La estreché con un poco más de fuerza entre mis brazos y sin pensármelo mucho más mis labios se lanzaron al encuentro de los suyos, a lo que en un primer momento ella se vio un tanto sorprendida, por repentino, como si hubiera esperado que le avisara y aquello no se convirtiera en algo frío, en una imposición por mi parte, porque ella en los preliminares había buscado mi complicidad mientras mi actitud era más de dominación, de posesión. Sin embargo, a pesar de mi torpeza no se mostró huidiza, me correspondió, sentí que sus labios también anhelaban ese primer beso entre nosotros y que la presión de sus brazos aumentaba para que me escapase demasiado pronto. Los dos queríamos disfrutar de la magia de aquel momento y demostrarnos que existía ese sentimiento que nos habíamos confesado de palabra, pero que hasta aquel momento no había encontrado una evidencia tan clara. Lo cierto es que su actitud me dejó un tanto incrédulo, porque no esperaba ese entusiasmo por su parte. Estaba más confiado en que sería un beso rápido para que los demás se dieran por satisfechos, pero con un primer roce entre nuestros labios consiguió convencerme de que aquel era nuestro momento, que nos olvidáramos de todo y centrásemos tan solo el uno en el otro.
Gente: (A coro) [Gritaron] Uno, dos, tres… Ciento quince, ciento dieciséis,…

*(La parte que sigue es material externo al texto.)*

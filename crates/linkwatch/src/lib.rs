//! Linkwatch - dual-path network latency monitoring
//!
//! Probes an external host and the local gateway side by side on a fixed
//! cadence, joins both outcomes into one timestamped sample, and hands the
//! samples to a slower evaluator that persists only the anomalous ones.

pub mod diagnostics;
pub mod monitor;
pub mod probe;
pub mod sampling;
pub mod settings;

// Re-export main types
pub use diagnostics::{
    Classification, DiagnosticsEvaluator, EvaluationReport, GatewayStatus, Incident,
    IncidentSink,
};
pub use monitor::{Monitor, MonitorError, MonitorSummary};
pub use probe::{
    EchoOptions, EchoReply, EchoStatus, EchoTransport, IcmpTransport, ProbeExecutor,
    ProbeOutcome, ProbeTarget, TransportError,
};
pub use sampling::{Sample, SampleReceiver, SampleSender, SamplingScheduler, sample_queue};
pub use settings::{MonitorSettings, SettingsError};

En cuanto empezamos a oírles contar los dos empezamos a tomar conciencia de que aquel beso les había dejado sin palabras, como a nosotros parecía que nos dejaba sin respiración, que en vez de ser discretos, de manera premeditada nos convertíamos en el centro de atención de la fiesta, como si llevásemos demasiado siempre reprimiendo ese momento y ya no encontrásemos la manera de frenarlo. Por mi parte, si mantenía aquel intensidad en gran medida se debía a que ella tampoco se frenaba, sentía que aquello era más por sí misma que por los demás, que llevaba mucho tiempo con aquella pasión contenida y necesitaba soltarlo en la primera ocasión que se le presentara. Lo cierto era que yo no me sentía merecedor de todo aquello, porque no había hecho ningún mérito. En cualquier caso, en las ocasiones en que hubiera esperado una demostración de afecto como aquella, Ana se había mostrado mucho más comedida. Era como si aquella noche me compensara por toda aquella frialdad y con un beso como aquel me hiciera entrega de todo su corazón.
Gente: (A coro) ¡Eh, parad e idos a un hotel!- Nos gritaron de manera un tanto exagerada.
Manuel: (Interrumpí el beso) ¿Nos vamos?- Le pregunté.
Ana: Sí, a mi casa, donde nos esperan mis padres.- Me respondió para que no se emocionara ni pensara que había perdido la cabeza.
Manuel: Sí, a tu casa.- Le contestó para que entendiera que no esperaba otro destino.
Carlos: (Cantó) Campeones, campeones oe, oe, oe!!!
Gente: (Cantaron a coro) Campeones, campeones oe, oe, oe!!!
Ana: ¿Me sueltas?- Me pidió con intención.- Nos vemos dentro de veinte minutos en la puerta.- Me indicó.
Manuel: Sí, en veinte minutos.- Le respondí.